Provided records section start

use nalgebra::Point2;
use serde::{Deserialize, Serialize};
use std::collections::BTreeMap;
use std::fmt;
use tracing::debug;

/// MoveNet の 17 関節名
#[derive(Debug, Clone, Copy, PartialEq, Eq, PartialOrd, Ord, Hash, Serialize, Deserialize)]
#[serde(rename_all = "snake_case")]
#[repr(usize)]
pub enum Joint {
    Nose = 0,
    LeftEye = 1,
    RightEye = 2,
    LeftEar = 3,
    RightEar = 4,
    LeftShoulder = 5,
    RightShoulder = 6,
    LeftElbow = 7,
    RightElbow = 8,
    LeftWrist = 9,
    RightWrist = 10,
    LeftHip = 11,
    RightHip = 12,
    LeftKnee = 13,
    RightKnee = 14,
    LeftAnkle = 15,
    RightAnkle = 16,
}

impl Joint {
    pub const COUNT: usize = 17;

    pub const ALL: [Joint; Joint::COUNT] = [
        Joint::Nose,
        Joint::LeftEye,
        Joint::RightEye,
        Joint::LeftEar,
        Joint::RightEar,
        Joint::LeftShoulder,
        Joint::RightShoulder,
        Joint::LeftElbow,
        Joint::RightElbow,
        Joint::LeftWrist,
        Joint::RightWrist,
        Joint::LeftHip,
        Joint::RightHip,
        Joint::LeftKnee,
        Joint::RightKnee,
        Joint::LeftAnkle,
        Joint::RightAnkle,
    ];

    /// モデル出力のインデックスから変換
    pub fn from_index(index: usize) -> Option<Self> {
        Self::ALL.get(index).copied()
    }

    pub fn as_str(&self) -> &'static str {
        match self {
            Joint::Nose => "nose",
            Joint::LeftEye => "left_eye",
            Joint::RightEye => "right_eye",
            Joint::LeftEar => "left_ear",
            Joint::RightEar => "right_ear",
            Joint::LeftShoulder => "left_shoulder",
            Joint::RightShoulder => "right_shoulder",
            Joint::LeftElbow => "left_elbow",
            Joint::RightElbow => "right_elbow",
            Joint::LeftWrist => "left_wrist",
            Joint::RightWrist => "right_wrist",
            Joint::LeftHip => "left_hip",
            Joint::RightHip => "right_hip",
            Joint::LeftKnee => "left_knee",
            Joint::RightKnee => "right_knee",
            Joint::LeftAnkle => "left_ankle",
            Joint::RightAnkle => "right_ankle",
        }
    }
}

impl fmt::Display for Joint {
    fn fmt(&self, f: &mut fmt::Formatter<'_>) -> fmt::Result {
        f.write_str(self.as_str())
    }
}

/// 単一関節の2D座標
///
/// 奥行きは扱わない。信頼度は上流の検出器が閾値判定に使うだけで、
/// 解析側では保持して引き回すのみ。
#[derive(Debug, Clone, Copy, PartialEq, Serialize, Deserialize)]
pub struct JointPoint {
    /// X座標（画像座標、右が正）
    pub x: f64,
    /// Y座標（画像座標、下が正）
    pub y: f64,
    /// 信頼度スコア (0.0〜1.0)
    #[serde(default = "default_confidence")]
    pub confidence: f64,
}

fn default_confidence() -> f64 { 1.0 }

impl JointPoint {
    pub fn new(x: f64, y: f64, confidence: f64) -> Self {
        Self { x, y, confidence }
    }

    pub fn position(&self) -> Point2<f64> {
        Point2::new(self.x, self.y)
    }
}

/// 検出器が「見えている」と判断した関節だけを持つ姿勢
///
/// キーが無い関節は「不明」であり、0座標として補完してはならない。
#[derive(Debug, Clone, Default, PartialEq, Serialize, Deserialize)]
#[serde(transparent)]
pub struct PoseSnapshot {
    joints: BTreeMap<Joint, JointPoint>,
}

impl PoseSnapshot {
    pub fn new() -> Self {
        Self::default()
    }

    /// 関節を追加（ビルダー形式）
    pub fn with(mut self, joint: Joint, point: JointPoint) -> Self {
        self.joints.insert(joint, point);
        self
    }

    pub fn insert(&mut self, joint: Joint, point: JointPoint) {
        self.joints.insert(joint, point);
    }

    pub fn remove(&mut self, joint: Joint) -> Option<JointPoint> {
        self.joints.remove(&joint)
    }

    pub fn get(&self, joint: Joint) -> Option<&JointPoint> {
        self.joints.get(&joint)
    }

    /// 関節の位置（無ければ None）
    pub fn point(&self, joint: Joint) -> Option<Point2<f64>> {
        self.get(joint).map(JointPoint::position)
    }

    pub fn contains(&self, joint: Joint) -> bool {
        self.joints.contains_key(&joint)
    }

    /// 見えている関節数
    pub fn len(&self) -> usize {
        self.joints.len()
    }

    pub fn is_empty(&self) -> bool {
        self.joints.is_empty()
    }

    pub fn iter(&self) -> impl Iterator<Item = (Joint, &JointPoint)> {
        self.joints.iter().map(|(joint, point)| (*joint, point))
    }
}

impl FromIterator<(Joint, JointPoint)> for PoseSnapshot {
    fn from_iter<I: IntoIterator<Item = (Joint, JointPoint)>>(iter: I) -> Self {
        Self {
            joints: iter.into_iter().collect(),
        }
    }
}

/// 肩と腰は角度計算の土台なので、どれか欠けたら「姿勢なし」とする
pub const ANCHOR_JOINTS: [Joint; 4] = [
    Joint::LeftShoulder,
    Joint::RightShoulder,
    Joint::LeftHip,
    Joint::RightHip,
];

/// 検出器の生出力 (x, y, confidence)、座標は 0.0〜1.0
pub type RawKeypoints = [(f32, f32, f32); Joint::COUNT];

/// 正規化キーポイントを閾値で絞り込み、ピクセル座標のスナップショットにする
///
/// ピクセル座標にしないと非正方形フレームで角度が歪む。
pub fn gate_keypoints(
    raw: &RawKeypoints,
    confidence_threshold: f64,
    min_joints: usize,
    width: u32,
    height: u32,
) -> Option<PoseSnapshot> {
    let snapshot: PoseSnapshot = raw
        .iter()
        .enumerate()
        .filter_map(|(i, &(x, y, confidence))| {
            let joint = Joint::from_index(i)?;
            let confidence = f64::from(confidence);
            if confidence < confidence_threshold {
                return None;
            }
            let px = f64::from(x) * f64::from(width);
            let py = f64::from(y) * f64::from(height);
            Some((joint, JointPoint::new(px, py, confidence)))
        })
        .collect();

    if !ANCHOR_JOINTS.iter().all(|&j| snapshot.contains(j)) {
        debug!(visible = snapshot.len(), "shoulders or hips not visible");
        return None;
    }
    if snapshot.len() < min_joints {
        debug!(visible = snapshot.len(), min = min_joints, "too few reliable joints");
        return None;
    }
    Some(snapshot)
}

Provided records section end

■ **What to produce**
All of the data above should be duplicated exactly.

■ **Answer space**
use nalgebra::Point2;
use serde::{Deserialize, Serialize};
use std::collections::BTreeMap;
use std::fmt;
use tracing::debug;

/// MoveNet の 17 関節名
#[derive(Debug, Clone, Copy, PartialEq, Eq, PartialOrd, Ord, Hash, Serialize, Deserialize)]
#[serde(rename_all = "snake_case")]
#[repr(usize)]
pub enum Joint {
    Nose = 0,
    LeftEye = 1,
    RightEye = 2,
    LeftEar = 3,
    RightEar = 4,
    LeftShoulder = 5,
    RightShoulder = 6,
    LeftElbow = 7,
    RightElbow = 8,
    LeftWrist = 9,
    RightWrist = 10,
    LeftHip = 11,
    RightHip = 12,
    LeftKnee = 13,
    RightKnee = 14,
    LeftAnkle = 15,
    RightAnkle = 16,
}

impl Joint {
    pub const COUNT: usize = 17;

    pub const ALL: [Joint; Joint::COUNT] = [
        Joint::Nose,
        Joint::LeftEye,
        Joint::RightEye,
        Joint::LeftEar,
        Joint::RightEar,
        Joint::LeftShoulder,
        Joint::RightShoulder,
        Joint::LeftElbow,
        Joint::RightElbow,
        Joint::LeftWrist,
        Joint::RightWrist,
        Joint::LeftHip,
        Joint::RightHip,
        Joint::LeftKnee,
        Joint::RightKnee,
        Joint::LeftAnkle,
        Joint::RightAnkle,
    ];

    /// モデル出力のインデックスから変換
    pub fn from_index(index: usize) -> Option<Self> {
        Self::ALL.get(index).copied()
    }

    pub fn as_str(&self) -> &'static str {
        match self {
            Joint::Nose => "nose",
            Joint::LeftEye => "left_eye",
            Joint::RightEye => "right_eye",
            Joint::LeftEar => "left_ear",
            Joint::RightEar => "right_ear",
            Joint::LeftShoulder => "left_shoulder",
            Joint::RightShoulder => "right_shoulder",
            Joint::LeftElbow => "left_elbow",
            Joint::RightElbow => "right_elbow",
            Joint::LeftWrist => "left_wrist",
            Joint::RightWrist => "right_wrist",
            Joint::LeftHip => "left_hip",
            Joint::RightHip => "right_hip",
            Joint::LeftKnee => "left_knee",
            Joint::RightKnee => "right_knee",
            Joint::LeftAnkle => "left_ankle",
            Joint::RightAnkle => "right_ankle",
        }
    }
}

impl fmt::Display for Joint {
    fn fmt(&self, f: &mut fmt::Formatter<'_>) -> fmt::Result {
        f.write_str(self.as_str())
    }
}

/// 単一関節の2D座標
///
/// 奥行きは扱わない。信頼度は上流の検出器が閾値判定に使うだけで、
/// 解析側では保持して引き回すのみ。
#[derive(Debug, Clone, Copy, PartialEq, Serialize, Deserialize)]
pub struct JointPoint {
    /// X座標（画像座標、右が正）
    pub x: f64,
    /// Y座標（画像座標、下が正）
    pub y: f64,
    /// 信頼度スコア (0.0〜1.0)
    #[serde(default = "default_confidence")]
    pub confidence: f64,
}

fn default_confidence() -> f64 { 1.0 }

impl JointPoint {
    pub fn new(x: f64, y: f64, confidence: f64) -> Self {
        Self { x, y, confidence }
    }

    pub fn position(&self) -> Point2<f64> {
        Point2::new(self.x, self.y)
    }
}

/// 検出器が「見えている」と判断した関節だけを持つ姿勢
///
/// キーが無い関節は「不明」であり、0座標として補完してはならない。
#[derive(Debug, Clone, Default, PartialEq, Serialize, Deserialize)]
#[serde(transparent)]
pub struct PoseSnapshot {
    joints: BTreeMap<Joint, JointPoint>,
}

impl PoseSnapshot {
    pub fn new() -> Self {
        Self::default()
    }

    /// 関節を追加（ビルダー形式）
    pub fn with(mut self, joint: Joint, point: JointPoint) -> Self {
        self.joints.insert(joint, point);
        self
    }

    pub fn insert(&mut self, joint: Joint, point: JointPoint) {
        self.joints.insert(joint, point);
    }

    pub fn remove(&mut self, joint: Joint) -> Option<JointPoint> {
        self.joints.remove(&joint)
    }

    pub fn get(&self, joint: Joint) -> Option<&JointPoint> {
        self.joints.get(&joint)
    }

    /// 関節の位置（無ければ None）
    pub fn point(&self, joint: Joint) -> Option<Point2<f64>> {
        self.get(joint).map(JointPoint::position)
    }

    pub fn contains(&self, joint: Joint) -> bool {
        self.joints.contains_key(&joint)
    }

    /// 見えている関節数
    pub fn len(&self) -> usize {
        self.joints.len()
    }

    pub fn is_empty(&self) -> bool {
        self.joints.is_empty()
    }

    pub fn iter(&self) -> impl Iterator<Item = (Joint, &JointPoint)> {
        self.joints.iter().map(|(joint, point)| (*joint, point))
    }
}

impl FromIterator<(Joint, JointPoint)> for PoseSnapshot {
    fn from_iter<I: IntoIterator<Item = (Joint, JointPoint)>>(iter: I) -> Self {
        Self {
            joints: iter.into_iter().collect(),
        }
    }
}

/// 肩と腰は角度計算の土台なので、どれか欠けたら「姿勢なし」とする
pub const ANCHOR_JOINTS: [Joint; 4] = [
    Joint::LeftShoulder,
    Joint::RightShoulder,
    Joint::LeftHip,
    Joint::RightHip,
];

/// 検出器の生出力 (x, y, confidence)、座標は 0.0〜1.0
pub type RawKeypoints = [(f32, f32, f32); Joint::COUNT];

/// 正規化キーポイントを閾値で絞り込み、ピクセル座標のスナップショットにする
///
/// ピクセル座標にしないと非正方形フレームで角度が歪む。
pub fn gate_keypoints(
    raw: &RawKeypoints,
    confidence_threshold: f64,
    min_joints: usize,
    width: u32,
    height: u32,
) -> Option<PoseSnapshot> {
    let snapshot: PoseSnapshot = raw
        .iter()
        .enumerate()
        .filter_map(|(i, &(x, y, confidence))| {
            let joint = Joint::from_index(i)?;
            let confidence = f64::from(confidence);
            if confidence < confidence_threshold {
                return None;
            }
            let px = f64::from(x) * f64::from(width);
            let py = f64::from(y) * f64::from(height);
            Some((joint, JointPoint::new(px, py, confidence)))
        })
        .collect();

    if !ANCHOR_JOINTS.iter().all(|&j| snapshot.contains(j)) {
        debug!(visible = snapshot.len(), "shoulders or hips not visible");
        return None;
    }
    if snapshot.len() < min_joints {
        debug!(visible = snapshot.len(), min = min_joints, "too few reliable joints");
        return None;
    }
    Some(snapshot)
}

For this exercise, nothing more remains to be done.